Plusieurs milliers de personnes se sont rassemblées dans le centre de Prague à l’occasion de l’anniversaire de la Révolution de Velours. Les participants ont exprimé leur opposition au chef de gouvernement désigné Andrej Babiš, l’accusant de remettre en cause l’héritage démocratique issu de la chute du régime communiste. La manifestation, organisée sous le slogan « La République tchèque n’est pas à vendre », a vu fleurir de nombreuses banderoles hostiles à l’homme politique.
Le mouvement de protestation coïncide avec un contexte politique particulier, marqué par la formation d’une coalition gouvernementale incluant des formations eurosceptiques. Pour de nombreux manifestants, cette alliance représente un risque d’éloignement des valeurs européennes. Un jeune étudiant présent sur place a confié craindre de voir remises en cause les libertés acquises depuis 1989, affirmant que la trajectoire envisagée par M. Babiš orienterait le pays vers l’Est plutôt que vers l’Ouest.
Ce rassemblement s’inscrit dans une tradition de mobilisations d’envergure contre l’homme d’affaires et homme politique. En 2019, près de 250 000 personnes avaient déjà manifesté lors de son premier mandat. Aujourd’hui, les critiques portent également sur son rapprochement avec le parti d’extrême droite SPD, ainsi que sur les accusations de fraude aux subventions européennes qui pèsent sur lui. Les organisateurs de la manifestation dénoncent ce qu’ils qualifient de « pacte mafieux », en référence aux immunités parlementaires susceptibles de protéger certaines personnalités politiques.
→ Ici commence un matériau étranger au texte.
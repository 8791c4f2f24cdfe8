//! Feature registry metadata for the model editor

use axum::Json;

use wearwatch_core::registry_info;

use crate::models::FeaturesResponse;

pub async fn list() -> Json<FeaturesResponse> {
    Json(FeaturesResponse { features: registry_info() })
}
Parallèlement, en Slovaquie voisine, des rassemblements hostiles au Premier ministre Robert Fico ont également eu lieu. Les opposants slovaques estiment que certaines mesures prises par le gouvernement actuel compromettent les acquis démocratiques. Comme en République tchèque, la coalition au pouvoir s’appuie sur le soutien d’une formation d’extrême droite, et les manifestants dénoncent une forme d’entre-soi politique et une dérive autoritaire, évoquant un rapprochement avec Moscou malgré le contexte géopolitique.